NICE recommends ‘cascade’ testing, using blood and genetic tests, to diagnose the condition in families with a history of cholesterol and premature heart disease. Despite this, less than a fifth of people with the disease in the UK have been formally diagnosed.
Dr Milne, co-chair of the charity Heart UK’s FH guideline team, said: ‘There’s no money to fund NICE recommendations. PCTs have had four years to get their act together and they just haven’t done it.’
GPs have been ‘hamstrung’ by this resistance, despite being in an ‘ideal position’ to detect and treat the condition, he said.
‘GPs are aware of the patients in their practice who have a poor family history of previous heart disease and raised cholesterol,’ he said. ‘We need to test these patients’ families for genetic predisposition and then begin treatment earlier.’

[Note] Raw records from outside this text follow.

//! Reference package database.
//!
//! Maps accepted package names (aliases) to a packaging type and nominal body
//! dimensions. The database keeps table order, which decides ties during
//! matching.
//!
//! # Table Format
//!
//! A `;`-delimited text table with a header row of at least eight columns:
//!
//! | Column | Content |
//! |--------|---------|
//! | 0 | Comma-separated aliases |
//! | 2 | Comma-separated alternate aliases |
//! | 4 | Packaging type name (e.g. "Two-terminal packages") |
//! | 6 | Nominal length in mm (empty → 0) |
//! | 7 | Nominal width in mm (empty → 0) |
//!
//! Other columns are ignored.

use std::fmt;
use std::io::Read;
use std::path::Path;

use indexmap::IndexMap;
use serde::{Deserialize, Serialize};

use super::error::{DatabaseError, DatabaseResult};
use crate::sizing::PackageSize;

/// Minimum number of columns in the table header.
pub const REQUIRED_COLUMNS: usize = 8;

const ALIAS_COLUMN: usize = 0;
const ALTERNATE_ALIAS_COLUMN: usize = 2;
const PACKAGING_COLUMN: usize = 4;
const LENGTH_COLUMN: usize = 6;
const WIDTH_COLUMN: usize = 7;

/// Packaging family of a component.
#[derive(Debug, Clone, Copy, PartialEq, Eq, Hash, Serialize, Deserialize)]
pub enum PackagingType {
    /// Two-terminal packages (chip resistors, capacitors, ...).
    #[serde(rename = "Two-terminal packages")]
    TwoTerminal,
    /// Through-hole packages.
    #[serde(rename = "Through-hole packages")]
    ThroughHole,
    /// Generic surface mount.
    #[serde(rename = "Surface mount")]
    SurfaceMount,
    /// Chip carriers.
    #[serde(rename = "Chip carrier")]
    ChipCarrier,
    /// Pin grid arrays.
    #[serde(rename = "Pin grid arrays")]
    PinGridArray,
    /// Flat packages.
    #[serde(rename = "Flat packages")]
    FlatPackage,
    /// Small outline packages.
    #[serde(rename = "Small outline packages")]
    SmallOutlineIc,
    /// Chip-scale packages.
    #[serde(rename = "Chip-scale packages")]
    ChipScale,
    /// Ball grid arrays.
    #[serde(rename = "Ball grid array")]
    BallGridArray,
    /// Transistor, diode and small-pin-count IC packages.
    #[serde(rename = "Transistor, diode, small-pin-count IC packages")]
    TransistorDiodeSmallPinIc,
    /// Multi-chip packages.
    #[serde(rename = "Multi-chip packages")]
    MultiChip,
    /// Tantalum capacitors.
    #[serde(rename = "Tantalum capacitors")]
    TantalumCapacitor,
    /// Aluminium capacitors.
    #[serde(rename = "Aluminum capacitors")]
    AluminumCapacitor,
    /// Non-packaged devices.
    #[serde(rename = "Non-packaged devices")]
    NonPackaged,
    /// Anything else.
    #[serde(rename = "Others")]
    Others,
}

impl PackagingType {
    /// All packaging types, in table order.
    pub const ALL: [Self; 15] = [
        Self::TwoTerminal,
        Self::ThroughHole,
        Self::SurfaceMount,
        Self::ChipCarrier,
        Self::PinGridArray,
        Self::FlatPackage,
        Self::SmallOutlineIc,
        Self::ChipScale,
        Self::BallGridArray,
        Self::TransistorDiodeSmallPinIc,
        Self::MultiChip,
        Self::TantalumCapacitor,
        Self::AluminumCapacitor,
        Self::NonPackaged,
        Self::Others,
    ];

    /// Name as written in the database table.
    #[must_use]
    pub const fn name(self) -> &'static str {
        match self {
            Self::TwoTerminal => "Two-terminal packages",
            Self::ThroughHole => "Through-hole packages",
            Self::SurfaceMount => "Surface mount",
            Self::ChipCarrier => "Chip carrier",
            Self::PinGridArray => "Pin grid arrays",
            Self::FlatPackage => "Flat packages",
            Self::SmallOutlineIc => "Small outline packages",
            Self::ChipScale => "Chip-scale packages",
            Self::BallGridArray => "Ball grid array",
            Self::TransistorDiodeSmallPinIc => "Transistor, diode, small-pin-count IC packages",
            Self::MultiChip => "Multi-chip packages",
            Self::TantalumCapacitor => "Tantalum capacitors",
            Self::AluminumCapacitor => "Aluminum capacitors",
            Self::NonPackaged => "Non-packaged devices",
            Self::Others => "Others",
        }
    }

    /// Parses the table name of a packaging type (exact match).
    #[must_use]
    pub fn from_name(name: &str) -> Option<Self> {
        Self::ALL.into_iter().find(|t| t.name() == name)
    }
}

impl fmt::Display for PackagingType {
    fn fmt(&self, f: &mut fmt::Formatter<'_>) -> fmt::Result {
        f.write_str(self.name())
    }
}

/// One database entry.
#[derive(Debug, Clone, Copy, PartialEq, Serialize, Deserialize)]
pub struct PackageEntry {
    /// Packaging family.
    pub packaging: PackagingType,
    /// Nominal body size; zero when the table leaves it empty.
    pub size: PackageSize,
}

impl PackageEntry {
    /// Creates an entry; the sides may be given in any order.
    #[must_use]
    pub fn new(packaging: PackagingType, length: f64, width: f64) -> Self {
        Self {
            packaging,
            size: PackageSize::new(length, width),
        }
    }
}

/// Insertion-ordered alias → entry mapping, read-only once loaded.
#[derive(Debug, Clone, Default, PartialEq)]
pub struct PackageDatabase {
    entries: IndexMap<String, PackageEntry>,
}

/// A freshly loaded database plus the non-fatal problems found in the table.
#[derive(Debug, Clone, Default)]
pub struct DatabaseLoad {
    /// The database.
    pub database: PackageDatabase,
    /// Skipped or conflicting rows.
    pub warnings: Vec<String>,
}

impl PackageDatabase {
    /// Creates an empty database.
    #[must_use]
    pub fn new() -> Self {
        Self::default()
    }

    /// Adds an alias. The first entry for an alias wins; returns `false` if
    /// the alias was already present.
    pub fn insert(&mut self, alias: impl Into<String>, entry: PackageEntry) -> bool {
        let alias = alias.into();
        if self.entries.contains_key(&alias) {
            return false;
        }
        self.entries.insert(alias, entry);
        true
    }

    /// Looks up an alias exactly.
    #[must_use]
    pub fn get(&self, alias: &str) -> Option<&PackageEntry> {
        self.entries.get(alias)
    }

    /// Aliases and entries in table order.
    pub fn iter(&self) -> impl Iterator<Item = (&str, &PackageEntry)> {
        self.entries.iter().map(|(k, v)| (k.as_str(), v))
    }

    /// Number of aliases.
    #[must_use]
    pub fn len(&self) -> usize {
        self.entries.len()
    }

    /// Returns `true` if there are no aliases.
    #[must_use]
    pub fn is_empty(&self) -> bool {
        self.entries.is_empty()
    }

    /// Loads a database table from disk, decoding it with the given encoding
    /// label (e.g. "utf-8", "windows-1252").
    ///
    /// # Errors
    ///
    /// Returns an error if the file cannot be read, the encoding is unknown,
    /// or the table is malformed.
    pub fn load(path: impl AsRef<Path>, encoding: &str) -> DatabaseResult<DatabaseLoad> {
        let path = path.as_ref();
        let bytes = std::fs::read(path).map_err(|e| DatabaseError::file_read(path, e))?;

        let decoder = encoding_rs::Encoding::for_label(encoding.trim().as_bytes())
            .ok_or_else(|| DatabaseError::unknown_encoding(encoding))?;
        let (text, _, had_errors) = decoder.decode(&bytes);
        if had_errors {
            tracing::warn!(path = %path.display(), encoding, "Package database contains undecodable bytes");
        }

        let load = Self::from_reader(text.as_bytes())?;
        tracing::info!(
            path = %path.display(),
            aliases = load.database.len(),
            warnings = load.warnings.len(),
            "Loaded package database"
        );
        Ok(load)
    }

    /// Parses a database table from UTF-8 text.
    ///
    /// # Errors
    ///
    /// Returns an error if the header has fewer than [`REQUIRED_COLUMNS`]
    /// columns, a row is not valid delimited text, or a dimension is not a
    /// number.
    pub fn from_reader<R: Read>(reader: R) -> DatabaseResult<DatabaseLoad> {
        let mut csv = csv::ReaderBuilder::new()
            .delimiter(b';')
            .has_headers(true)
            .flexible(true)
            .from_reader(reader);

        let columns = csv.headers()?.len();
        if columns < REQUIRED_COLUMNS {
            return Err(DatabaseError::TooFewColumns {
                expected: REQUIRED_COLUMNS,
                actual: columns,
            });
        }

        let mut load = DatabaseLoad::default();
        for record in csv.records() {
            let record = record?;
            let line = record.position().map_or(0, csv::Position::line);
            let cell = |i: usize| record.get(i).map_or("", str::trim);

            let aliases: Vec<&str> = cell(ALIAS_COLUMN)
                .split(',')
                .chain(cell(ALTERNATE_ALIAS_COLUMN).split(','))
                .map(str::trim)
                .filter(|a| !a.is_empty())
                .collect();
            let packaging_name = cell(PACKAGING_COLUMN);
            let length = parse_dimension(cell(LENGTH_COLUMN), "length", line)?;
            let width = parse_dimension(cell(WIDTH_COLUMN), "width", line)?;

            let packaging = PackagingType::from_name(packaging_name);
            for alias in aliases {
                let Some(packaging) = packaging else {
                    load.warnings.push(format!(
                        "Warning: could not find {packaging_name} in PackagingType for {alias}. Skipping entry."
                    ));
                    continue;
                };
                match load.database.get(alias) {
                    None => {
                        load.database
                            .insert(alias, PackageEntry::new(packaging, length, width));
                    }
                    Some(existing) if existing.packaging != packaging => {
                        load.warnings.push(format!(
                            "Conflicting entry: {alias} : {} vs {packaging}. Keeping first one.",
                            existing.packaging
                        ));
                    }
                    Some(_) => {}
                }
            }
        }

        for warning in &load.warnings {
            tracing::warn!("{warning}");
        }
        Ok(load)
    }
}

fn parse_dimension(cell: &str, column: &'static str, line: u64) -> DatabaseResult<f64> {
    if cell.is_empty() {
        return Ok(0.0);
    }
    cell.parse().map_err(|_| DatabaseError::InvalidDimension {
        column,
        value: cell.to_string(),
        line,
    })
}

#[cfg(test)]
mod tests {
    use super::*;

    const HEADER: &str = "Name;Note;Alternative;Pins;Type;Height;Length;Width\n";

    #[test]
    fn packaging_type_names_roundtrip() {
        for t in PackagingType::ALL {
            assert_eq!(PackagingType::from_name(t.name()), Some(t));
        }
        assert_eq!(PackagingType::from_name("Teapots"), None);
    }

    #[test]
    fn parse_aliases_and_dimensions() {
        let table = format!(
            "{HEADER}201, 0201;;R0201;2;Two-terminal packages;0.3;0.3;0.6\n\
             SOT-416;;;3;Transistor, diode, small-pin-count IC packages;;1.6;\n"
        );
        let load = PackageDatabase::from_reader(table.as_bytes()).unwrap();
        assert!(load.warnings.is_empty());

        let db = load.database;
        let aliases: Vec<&str> = db.iter().map(|(a, _)| a).collect();
        assert_eq!(aliases, vec!["201", "0201", "R0201", "SOT-416"]);

        let chip = db.get("0201").unwrap();
        assert_eq!(chip.packaging, PackagingType::TwoTerminal);
        // length and width are swapped so that length >= width
        assert!((chip.size.length - 0.6).abs() < f64::EPSILON);
        assert!((chip.size.width - 0.3).abs() < f64::EPSILON);

        let sot = db.get("SOT-416").unwrap();
        assert!((sot.size.length - 1.6).abs() < f64::EPSILON);
        assert!(sot.size.width.abs() < f64::EPSILON);
    }

    #[test]
    fn conflicting_and_unknown_rows_are_warnings() {
        let table = format!(
            "{HEADER}805;;;2;Two-terminal packages;;2.0;1.25\n\
             805;;;2;Others;;1.0;1.0\n\
             XYZ;;;2;Teapots;;1.0;1.0\n"
        );
        let load = PackageDatabase::from_reader(table.as_bytes()).unwrap();
        assert_eq!(load.database.len(), 1);
        assert_eq!(load.database.get("805").unwrap().packaging, PackagingType::TwoTerminal);
        assert_eq!(load.warnings.len(), 2);
        assert!(load.warnings[0].starts_with("Conflicting entry: 805"));
        assert!(load.warnings[1].contains("Teapots"));
    }

    #[test]
    fn reject_narrow_header() {
        let err = PackageDatabase::from_reader("Name;Type\n".as_bytes()).unwrap_err();
        assert!(matches!(err, DatabaseError::TooFewColumns { actual: 2, .. }));
    }

    #[test]
    fn reject_non_numeric_dimension() {
        let table = format!("{HEADER}805;;;2;Two-terminal packages;;long;1.25\n");
        let err = PackageDatabase::from_reader(table.as_bytes()).unwrap_err();
        assert!(matches!(err, DatabaseError::InvalidDimension { column: "length", .. }));
    }

    #[test]
    fn first_insert_wins() {
        let mut db = PackageDatabase::new();
        assert!(db.insert("SOP", PackageEntry::new(PackagingType::SmallOutlineIc, 0.0, 0.0)));
        assert!(!db.insert("SOP", PackageEntry::new(PackagingType::Others, 0.0, 0.0)));
        assert_eq!(db.get("SOP").unwrap().packaging, PackagingType::SmallOutlineIc);
    }
}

Last month, Heart UK urged the NHS to begin FH screening in England, although last year the UK National Screening Committee ruled out national screening. The charity estimates that statin therapy would save 69 lives for every 1,000 FH patients treated. This could avoid 8,200 premature deaths among people with FH.
A report by the charity found that 60% of PCTs in England had no written plans for how to enact NICE’s FH guidance more than two years after it was published. More than a third do not fund lipid clinics or specialist centres for genetic cascade testing in their area.
Heart UK said that screening was progressing well in the other UK countries.